## The task
Look through the data below. Collect every line where the word "before" occurs.
Content starts
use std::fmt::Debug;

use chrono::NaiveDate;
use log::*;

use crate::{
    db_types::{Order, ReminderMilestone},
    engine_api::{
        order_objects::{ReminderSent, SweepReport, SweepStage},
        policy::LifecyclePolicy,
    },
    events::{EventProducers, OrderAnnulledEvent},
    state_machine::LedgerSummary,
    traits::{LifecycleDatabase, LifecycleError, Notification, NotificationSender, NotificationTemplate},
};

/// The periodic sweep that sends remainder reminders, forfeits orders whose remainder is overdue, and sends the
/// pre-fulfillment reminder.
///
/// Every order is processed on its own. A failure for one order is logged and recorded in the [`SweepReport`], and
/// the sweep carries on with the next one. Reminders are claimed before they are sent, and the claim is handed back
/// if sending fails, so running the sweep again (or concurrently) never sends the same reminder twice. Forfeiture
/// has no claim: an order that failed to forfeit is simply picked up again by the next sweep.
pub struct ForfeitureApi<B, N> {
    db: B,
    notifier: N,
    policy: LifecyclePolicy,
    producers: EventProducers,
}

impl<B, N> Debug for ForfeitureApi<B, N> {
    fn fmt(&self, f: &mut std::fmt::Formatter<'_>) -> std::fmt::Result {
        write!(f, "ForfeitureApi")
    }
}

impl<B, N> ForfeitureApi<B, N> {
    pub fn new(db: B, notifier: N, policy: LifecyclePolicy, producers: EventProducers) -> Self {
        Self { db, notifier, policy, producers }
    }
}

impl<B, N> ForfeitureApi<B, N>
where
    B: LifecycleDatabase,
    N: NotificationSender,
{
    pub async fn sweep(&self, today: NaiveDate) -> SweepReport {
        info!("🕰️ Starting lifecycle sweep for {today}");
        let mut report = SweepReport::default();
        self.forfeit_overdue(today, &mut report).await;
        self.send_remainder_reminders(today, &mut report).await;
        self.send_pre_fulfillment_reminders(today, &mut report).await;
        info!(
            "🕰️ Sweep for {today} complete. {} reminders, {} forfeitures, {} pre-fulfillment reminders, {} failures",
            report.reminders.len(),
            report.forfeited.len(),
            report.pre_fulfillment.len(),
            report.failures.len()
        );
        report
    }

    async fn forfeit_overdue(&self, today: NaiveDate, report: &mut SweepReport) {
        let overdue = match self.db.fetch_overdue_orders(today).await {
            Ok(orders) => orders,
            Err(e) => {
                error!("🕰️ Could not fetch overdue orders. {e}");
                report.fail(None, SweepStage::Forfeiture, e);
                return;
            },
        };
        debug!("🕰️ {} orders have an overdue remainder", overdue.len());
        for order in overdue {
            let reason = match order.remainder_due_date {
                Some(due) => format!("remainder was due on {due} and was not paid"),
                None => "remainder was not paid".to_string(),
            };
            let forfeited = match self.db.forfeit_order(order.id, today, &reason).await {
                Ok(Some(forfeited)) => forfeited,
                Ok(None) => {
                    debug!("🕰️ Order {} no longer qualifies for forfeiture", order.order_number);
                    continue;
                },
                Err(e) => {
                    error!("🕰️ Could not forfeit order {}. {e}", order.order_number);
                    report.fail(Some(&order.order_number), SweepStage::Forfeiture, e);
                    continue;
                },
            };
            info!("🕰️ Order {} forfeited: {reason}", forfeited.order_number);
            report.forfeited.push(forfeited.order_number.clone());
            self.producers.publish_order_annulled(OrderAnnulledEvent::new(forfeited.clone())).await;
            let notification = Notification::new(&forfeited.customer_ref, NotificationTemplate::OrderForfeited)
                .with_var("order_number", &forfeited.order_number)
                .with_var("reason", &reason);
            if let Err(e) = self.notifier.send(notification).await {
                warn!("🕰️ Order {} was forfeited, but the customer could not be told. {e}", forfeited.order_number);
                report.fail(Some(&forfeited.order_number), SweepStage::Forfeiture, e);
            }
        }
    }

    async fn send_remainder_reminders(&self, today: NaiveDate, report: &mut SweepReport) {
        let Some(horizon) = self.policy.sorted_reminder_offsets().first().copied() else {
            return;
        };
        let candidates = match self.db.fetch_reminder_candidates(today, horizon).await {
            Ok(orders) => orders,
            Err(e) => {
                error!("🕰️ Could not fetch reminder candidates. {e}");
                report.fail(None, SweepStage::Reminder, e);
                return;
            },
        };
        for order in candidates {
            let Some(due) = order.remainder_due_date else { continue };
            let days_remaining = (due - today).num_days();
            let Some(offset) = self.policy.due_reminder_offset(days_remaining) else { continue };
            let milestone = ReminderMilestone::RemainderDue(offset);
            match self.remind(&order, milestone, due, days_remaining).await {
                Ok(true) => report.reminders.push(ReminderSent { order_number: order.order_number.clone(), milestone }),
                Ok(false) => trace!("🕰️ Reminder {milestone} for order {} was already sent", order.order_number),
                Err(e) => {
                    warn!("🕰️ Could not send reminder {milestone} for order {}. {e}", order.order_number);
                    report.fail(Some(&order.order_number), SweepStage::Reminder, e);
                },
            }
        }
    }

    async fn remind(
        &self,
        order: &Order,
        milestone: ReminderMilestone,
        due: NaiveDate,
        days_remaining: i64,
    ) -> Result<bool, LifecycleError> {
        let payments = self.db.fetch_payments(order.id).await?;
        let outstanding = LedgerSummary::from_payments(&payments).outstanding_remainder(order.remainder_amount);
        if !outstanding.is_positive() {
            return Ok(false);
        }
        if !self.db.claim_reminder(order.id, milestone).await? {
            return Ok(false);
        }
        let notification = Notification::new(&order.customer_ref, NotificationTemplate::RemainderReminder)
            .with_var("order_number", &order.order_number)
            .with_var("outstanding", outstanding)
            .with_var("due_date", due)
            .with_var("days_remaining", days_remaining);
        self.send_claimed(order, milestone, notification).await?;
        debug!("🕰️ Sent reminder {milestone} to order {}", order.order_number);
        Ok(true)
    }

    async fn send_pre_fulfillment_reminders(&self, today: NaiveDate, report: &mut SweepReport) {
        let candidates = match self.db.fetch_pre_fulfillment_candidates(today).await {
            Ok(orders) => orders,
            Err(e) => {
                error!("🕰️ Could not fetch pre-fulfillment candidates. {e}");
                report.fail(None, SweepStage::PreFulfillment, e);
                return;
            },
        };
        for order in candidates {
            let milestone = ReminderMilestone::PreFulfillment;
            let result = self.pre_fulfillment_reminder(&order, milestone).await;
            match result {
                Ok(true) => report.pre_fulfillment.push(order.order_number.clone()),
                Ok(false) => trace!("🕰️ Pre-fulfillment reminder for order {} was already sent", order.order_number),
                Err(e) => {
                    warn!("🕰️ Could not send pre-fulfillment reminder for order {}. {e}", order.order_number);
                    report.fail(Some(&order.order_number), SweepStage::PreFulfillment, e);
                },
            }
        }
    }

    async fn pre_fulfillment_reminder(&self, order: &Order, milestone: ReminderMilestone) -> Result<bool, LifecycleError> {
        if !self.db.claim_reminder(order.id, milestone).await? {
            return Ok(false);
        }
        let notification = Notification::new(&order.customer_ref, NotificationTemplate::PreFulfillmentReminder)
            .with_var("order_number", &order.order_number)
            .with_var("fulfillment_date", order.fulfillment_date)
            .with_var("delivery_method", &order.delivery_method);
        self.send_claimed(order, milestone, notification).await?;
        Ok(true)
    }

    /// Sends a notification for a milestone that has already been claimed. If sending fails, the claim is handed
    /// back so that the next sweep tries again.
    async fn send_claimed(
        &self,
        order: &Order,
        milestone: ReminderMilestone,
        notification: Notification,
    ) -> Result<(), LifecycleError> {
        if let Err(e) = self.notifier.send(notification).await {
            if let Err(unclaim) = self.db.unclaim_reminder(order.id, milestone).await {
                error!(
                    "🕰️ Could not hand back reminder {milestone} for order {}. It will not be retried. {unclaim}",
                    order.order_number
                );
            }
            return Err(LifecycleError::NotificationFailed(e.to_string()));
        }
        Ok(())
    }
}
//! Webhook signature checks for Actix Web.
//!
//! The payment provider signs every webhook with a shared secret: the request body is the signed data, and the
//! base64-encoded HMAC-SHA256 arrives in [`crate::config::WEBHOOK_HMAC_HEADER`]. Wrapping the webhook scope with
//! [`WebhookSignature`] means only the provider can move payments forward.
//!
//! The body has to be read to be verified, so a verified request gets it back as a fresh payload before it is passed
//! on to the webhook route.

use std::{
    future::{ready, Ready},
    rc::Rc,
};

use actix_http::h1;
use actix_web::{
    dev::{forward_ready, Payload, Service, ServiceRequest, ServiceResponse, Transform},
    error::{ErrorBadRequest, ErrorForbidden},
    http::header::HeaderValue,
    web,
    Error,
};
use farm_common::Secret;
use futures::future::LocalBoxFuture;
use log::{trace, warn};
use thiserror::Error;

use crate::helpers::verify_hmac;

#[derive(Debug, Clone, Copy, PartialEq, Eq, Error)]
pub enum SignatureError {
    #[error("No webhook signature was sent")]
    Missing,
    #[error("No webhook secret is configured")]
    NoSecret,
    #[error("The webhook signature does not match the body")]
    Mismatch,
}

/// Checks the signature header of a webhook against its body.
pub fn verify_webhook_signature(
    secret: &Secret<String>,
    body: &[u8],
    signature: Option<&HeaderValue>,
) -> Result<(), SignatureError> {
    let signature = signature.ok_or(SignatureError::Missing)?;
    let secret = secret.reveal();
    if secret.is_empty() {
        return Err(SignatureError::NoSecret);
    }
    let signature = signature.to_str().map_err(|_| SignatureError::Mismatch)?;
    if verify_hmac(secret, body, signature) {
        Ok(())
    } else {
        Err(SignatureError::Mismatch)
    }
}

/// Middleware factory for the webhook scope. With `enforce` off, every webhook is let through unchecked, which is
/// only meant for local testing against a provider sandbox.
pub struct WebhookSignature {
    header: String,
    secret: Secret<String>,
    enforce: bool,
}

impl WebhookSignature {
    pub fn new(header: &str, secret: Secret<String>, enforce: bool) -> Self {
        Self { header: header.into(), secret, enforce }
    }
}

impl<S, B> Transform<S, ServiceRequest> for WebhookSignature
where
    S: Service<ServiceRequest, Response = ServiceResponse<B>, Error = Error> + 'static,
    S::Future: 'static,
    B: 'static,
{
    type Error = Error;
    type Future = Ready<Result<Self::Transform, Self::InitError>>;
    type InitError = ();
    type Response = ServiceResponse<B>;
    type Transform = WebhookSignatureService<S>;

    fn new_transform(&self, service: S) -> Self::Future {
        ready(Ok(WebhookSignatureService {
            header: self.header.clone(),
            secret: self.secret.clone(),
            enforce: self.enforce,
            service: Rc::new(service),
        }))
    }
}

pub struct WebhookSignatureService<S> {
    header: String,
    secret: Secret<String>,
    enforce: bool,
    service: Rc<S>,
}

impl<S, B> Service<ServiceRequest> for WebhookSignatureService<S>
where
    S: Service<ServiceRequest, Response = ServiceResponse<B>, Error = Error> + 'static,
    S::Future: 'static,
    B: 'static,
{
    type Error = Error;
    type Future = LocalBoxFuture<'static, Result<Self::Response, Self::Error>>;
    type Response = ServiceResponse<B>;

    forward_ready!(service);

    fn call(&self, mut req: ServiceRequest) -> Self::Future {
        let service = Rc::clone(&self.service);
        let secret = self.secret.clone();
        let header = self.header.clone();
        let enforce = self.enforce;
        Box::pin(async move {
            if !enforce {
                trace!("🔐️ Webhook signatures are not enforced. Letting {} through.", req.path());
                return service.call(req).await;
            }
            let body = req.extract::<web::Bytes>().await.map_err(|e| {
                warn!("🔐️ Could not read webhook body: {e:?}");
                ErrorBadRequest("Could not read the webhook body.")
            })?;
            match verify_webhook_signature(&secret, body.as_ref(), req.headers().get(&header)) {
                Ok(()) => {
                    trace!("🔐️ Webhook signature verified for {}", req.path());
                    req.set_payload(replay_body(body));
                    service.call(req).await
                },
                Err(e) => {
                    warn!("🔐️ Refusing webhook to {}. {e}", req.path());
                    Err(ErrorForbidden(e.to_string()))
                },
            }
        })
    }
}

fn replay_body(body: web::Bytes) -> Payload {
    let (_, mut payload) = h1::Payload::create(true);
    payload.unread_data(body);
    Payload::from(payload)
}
Content ends
Content starts
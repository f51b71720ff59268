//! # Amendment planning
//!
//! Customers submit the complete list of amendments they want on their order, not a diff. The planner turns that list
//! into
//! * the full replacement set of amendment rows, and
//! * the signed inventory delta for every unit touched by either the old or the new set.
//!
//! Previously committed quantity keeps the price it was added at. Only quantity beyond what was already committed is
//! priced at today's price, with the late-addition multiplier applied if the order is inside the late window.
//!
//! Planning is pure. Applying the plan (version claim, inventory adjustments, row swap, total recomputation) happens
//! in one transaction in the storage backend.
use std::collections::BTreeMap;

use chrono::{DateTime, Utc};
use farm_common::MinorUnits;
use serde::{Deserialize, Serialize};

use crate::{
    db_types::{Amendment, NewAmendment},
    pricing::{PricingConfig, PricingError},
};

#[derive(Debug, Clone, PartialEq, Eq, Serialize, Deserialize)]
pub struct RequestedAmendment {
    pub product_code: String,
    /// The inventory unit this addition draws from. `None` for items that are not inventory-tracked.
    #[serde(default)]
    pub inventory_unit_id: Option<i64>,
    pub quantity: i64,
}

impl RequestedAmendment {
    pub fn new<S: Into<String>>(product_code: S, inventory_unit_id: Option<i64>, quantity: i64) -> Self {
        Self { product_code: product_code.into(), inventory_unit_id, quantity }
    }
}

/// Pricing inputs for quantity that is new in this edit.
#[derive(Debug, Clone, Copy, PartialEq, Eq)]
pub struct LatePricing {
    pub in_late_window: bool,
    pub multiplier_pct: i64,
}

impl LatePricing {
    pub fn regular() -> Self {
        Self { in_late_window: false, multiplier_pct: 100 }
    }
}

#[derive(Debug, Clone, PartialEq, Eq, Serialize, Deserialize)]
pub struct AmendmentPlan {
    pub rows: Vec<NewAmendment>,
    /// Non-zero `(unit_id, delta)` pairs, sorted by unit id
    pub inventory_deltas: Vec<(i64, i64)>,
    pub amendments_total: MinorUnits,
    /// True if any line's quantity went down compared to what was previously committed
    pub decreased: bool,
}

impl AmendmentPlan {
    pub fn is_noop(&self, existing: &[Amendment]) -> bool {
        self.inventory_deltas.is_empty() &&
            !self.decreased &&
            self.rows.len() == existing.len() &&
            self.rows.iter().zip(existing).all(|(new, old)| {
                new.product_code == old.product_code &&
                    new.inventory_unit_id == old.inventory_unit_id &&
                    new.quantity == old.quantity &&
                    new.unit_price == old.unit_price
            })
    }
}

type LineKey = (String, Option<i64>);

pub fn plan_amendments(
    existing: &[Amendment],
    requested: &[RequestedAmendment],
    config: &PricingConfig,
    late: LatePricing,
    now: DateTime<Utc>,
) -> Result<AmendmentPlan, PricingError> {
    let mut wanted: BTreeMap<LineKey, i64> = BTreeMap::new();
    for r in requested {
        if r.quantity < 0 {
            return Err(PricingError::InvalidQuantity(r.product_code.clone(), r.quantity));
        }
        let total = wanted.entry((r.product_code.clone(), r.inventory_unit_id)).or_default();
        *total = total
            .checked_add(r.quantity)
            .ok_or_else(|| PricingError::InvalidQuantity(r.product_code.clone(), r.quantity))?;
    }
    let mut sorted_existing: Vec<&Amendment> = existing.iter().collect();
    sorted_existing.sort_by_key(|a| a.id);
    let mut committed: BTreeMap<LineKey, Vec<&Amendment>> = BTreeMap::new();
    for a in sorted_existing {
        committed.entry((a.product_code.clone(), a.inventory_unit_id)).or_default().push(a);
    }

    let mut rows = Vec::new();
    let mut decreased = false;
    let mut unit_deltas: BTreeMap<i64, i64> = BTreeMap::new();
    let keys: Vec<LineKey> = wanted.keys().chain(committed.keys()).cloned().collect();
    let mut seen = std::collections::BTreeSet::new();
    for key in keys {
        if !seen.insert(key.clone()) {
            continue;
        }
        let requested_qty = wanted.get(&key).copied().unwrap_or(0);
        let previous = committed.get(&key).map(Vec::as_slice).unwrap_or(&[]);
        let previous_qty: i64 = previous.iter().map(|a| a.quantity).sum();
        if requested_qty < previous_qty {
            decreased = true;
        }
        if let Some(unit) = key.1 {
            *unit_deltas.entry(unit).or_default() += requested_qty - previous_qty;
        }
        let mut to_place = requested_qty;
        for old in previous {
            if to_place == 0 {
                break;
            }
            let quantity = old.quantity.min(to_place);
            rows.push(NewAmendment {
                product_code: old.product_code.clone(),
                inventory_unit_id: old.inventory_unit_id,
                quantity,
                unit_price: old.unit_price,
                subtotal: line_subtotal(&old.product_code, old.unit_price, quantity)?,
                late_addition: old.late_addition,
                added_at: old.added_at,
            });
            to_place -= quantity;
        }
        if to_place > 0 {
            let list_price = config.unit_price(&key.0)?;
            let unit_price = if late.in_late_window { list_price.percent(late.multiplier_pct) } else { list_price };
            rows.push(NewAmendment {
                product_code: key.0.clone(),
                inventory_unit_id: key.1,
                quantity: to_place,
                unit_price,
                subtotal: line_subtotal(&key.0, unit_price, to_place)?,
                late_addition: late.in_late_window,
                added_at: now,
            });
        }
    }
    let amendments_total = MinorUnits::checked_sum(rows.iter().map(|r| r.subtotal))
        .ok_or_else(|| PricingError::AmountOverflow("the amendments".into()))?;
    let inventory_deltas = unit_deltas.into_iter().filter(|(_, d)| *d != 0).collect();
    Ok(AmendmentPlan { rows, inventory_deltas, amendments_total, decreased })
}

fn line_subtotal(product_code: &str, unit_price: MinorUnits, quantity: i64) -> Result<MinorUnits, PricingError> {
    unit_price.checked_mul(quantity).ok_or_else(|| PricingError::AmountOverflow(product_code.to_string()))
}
Content ends
Content starts
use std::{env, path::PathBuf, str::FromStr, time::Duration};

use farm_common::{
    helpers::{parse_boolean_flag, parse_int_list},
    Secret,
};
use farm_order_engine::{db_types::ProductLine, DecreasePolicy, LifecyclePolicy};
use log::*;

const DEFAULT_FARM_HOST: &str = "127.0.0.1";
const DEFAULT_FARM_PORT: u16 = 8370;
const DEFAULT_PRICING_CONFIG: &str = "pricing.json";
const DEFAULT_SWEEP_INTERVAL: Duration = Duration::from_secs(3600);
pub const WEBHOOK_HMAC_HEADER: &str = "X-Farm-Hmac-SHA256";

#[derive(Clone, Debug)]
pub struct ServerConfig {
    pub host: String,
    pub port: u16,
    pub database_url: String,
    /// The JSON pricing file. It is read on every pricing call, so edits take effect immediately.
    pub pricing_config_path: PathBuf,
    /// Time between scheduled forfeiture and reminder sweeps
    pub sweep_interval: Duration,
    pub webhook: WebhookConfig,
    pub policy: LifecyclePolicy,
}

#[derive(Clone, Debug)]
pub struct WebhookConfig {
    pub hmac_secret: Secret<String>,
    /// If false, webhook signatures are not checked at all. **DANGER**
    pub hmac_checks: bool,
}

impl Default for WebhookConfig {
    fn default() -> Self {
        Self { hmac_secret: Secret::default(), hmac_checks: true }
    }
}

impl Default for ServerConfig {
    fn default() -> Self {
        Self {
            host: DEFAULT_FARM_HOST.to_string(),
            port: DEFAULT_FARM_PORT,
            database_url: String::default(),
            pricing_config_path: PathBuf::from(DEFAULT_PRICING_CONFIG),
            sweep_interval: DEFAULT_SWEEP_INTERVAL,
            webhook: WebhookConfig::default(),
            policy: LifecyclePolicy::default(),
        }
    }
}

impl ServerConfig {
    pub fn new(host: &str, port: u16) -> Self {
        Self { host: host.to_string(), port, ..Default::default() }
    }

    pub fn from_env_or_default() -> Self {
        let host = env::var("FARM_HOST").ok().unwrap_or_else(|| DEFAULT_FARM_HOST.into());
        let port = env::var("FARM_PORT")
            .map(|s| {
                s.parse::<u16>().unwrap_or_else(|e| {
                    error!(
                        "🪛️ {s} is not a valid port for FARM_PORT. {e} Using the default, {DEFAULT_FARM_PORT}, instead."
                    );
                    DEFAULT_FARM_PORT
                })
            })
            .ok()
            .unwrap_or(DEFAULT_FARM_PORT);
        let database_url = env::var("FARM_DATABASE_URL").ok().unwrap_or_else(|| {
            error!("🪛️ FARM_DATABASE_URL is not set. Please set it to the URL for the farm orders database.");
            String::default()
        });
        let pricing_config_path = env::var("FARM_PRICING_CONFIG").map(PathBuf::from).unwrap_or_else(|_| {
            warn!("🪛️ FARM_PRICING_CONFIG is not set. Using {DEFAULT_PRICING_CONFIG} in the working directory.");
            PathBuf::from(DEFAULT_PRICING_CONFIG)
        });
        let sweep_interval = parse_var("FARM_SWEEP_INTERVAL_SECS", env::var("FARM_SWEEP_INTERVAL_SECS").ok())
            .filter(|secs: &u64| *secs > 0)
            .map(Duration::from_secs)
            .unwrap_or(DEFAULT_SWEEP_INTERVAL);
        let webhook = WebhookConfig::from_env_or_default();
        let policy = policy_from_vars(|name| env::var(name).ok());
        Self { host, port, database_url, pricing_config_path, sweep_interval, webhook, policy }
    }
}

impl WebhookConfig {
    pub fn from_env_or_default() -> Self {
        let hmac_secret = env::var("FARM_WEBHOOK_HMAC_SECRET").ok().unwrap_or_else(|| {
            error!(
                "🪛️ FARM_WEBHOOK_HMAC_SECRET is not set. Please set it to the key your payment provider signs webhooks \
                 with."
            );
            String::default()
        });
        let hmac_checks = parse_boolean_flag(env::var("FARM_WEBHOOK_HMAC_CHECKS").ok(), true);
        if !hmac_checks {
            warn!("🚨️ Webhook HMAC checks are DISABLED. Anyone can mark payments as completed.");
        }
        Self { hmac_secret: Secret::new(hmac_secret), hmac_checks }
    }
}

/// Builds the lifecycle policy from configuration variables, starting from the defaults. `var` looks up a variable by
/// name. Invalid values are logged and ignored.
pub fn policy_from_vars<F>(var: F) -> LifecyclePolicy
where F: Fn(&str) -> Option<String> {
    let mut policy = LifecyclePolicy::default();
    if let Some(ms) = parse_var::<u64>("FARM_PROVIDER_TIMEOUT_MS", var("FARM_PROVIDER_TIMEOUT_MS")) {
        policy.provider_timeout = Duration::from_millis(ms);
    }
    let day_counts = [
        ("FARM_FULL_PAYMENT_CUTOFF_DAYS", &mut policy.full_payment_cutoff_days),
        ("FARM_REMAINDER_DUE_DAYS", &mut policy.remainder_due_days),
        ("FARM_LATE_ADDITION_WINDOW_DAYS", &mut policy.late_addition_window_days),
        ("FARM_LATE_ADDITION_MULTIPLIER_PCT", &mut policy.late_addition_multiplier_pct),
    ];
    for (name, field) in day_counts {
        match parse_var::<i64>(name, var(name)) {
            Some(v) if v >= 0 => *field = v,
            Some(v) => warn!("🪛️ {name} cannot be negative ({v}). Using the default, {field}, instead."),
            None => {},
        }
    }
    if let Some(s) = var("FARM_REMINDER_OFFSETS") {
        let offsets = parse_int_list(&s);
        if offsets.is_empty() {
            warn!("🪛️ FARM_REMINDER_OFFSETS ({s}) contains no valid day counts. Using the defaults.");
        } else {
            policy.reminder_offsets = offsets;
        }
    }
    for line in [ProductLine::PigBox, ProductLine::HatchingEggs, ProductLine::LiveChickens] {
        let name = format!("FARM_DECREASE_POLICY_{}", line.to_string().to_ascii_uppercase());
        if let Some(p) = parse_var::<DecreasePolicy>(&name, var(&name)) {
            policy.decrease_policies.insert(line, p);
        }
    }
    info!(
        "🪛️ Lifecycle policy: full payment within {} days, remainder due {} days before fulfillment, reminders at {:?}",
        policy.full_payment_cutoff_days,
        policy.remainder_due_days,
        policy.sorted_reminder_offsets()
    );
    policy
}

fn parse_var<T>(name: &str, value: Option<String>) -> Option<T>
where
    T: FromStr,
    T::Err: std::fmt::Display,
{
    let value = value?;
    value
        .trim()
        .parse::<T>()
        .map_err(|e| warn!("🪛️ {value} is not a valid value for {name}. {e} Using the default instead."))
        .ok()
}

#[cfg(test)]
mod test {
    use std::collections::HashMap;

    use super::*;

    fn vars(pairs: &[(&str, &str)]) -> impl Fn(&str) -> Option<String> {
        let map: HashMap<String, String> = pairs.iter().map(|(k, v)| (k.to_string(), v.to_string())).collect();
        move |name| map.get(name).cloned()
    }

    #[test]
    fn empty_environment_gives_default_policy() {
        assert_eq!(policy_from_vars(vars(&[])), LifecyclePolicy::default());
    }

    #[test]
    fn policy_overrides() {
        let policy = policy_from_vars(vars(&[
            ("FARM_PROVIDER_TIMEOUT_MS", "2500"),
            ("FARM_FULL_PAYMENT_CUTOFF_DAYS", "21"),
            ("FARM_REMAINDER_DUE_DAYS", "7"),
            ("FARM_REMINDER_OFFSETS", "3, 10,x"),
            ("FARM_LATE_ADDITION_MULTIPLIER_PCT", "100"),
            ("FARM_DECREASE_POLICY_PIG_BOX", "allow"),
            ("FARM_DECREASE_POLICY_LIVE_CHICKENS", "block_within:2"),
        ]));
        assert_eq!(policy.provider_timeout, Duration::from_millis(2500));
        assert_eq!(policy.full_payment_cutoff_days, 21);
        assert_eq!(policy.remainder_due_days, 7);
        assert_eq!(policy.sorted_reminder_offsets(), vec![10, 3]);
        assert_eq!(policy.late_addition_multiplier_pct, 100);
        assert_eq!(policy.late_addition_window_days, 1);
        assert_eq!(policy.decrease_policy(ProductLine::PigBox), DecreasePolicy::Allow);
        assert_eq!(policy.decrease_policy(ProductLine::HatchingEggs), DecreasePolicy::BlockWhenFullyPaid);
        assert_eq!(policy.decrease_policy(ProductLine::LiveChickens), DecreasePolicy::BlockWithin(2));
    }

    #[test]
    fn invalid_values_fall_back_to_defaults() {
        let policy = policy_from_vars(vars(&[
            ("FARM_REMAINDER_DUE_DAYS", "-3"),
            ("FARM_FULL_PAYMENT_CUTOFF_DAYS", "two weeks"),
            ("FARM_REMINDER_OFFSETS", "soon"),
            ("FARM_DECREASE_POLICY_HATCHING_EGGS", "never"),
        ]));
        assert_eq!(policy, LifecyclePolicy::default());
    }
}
Content ends
## Problem solution
/// the sweep carries on with the next one. Reminders are claimed before they are sent, and the claim is handed back
//! The body has to be read to be verified, so a verified request gets it back as a fresh payload before it is passed
        "🪛️ Lifecycle policy: full payment within {} days, remainder due {} days before fulfillment, reminders at {:?}",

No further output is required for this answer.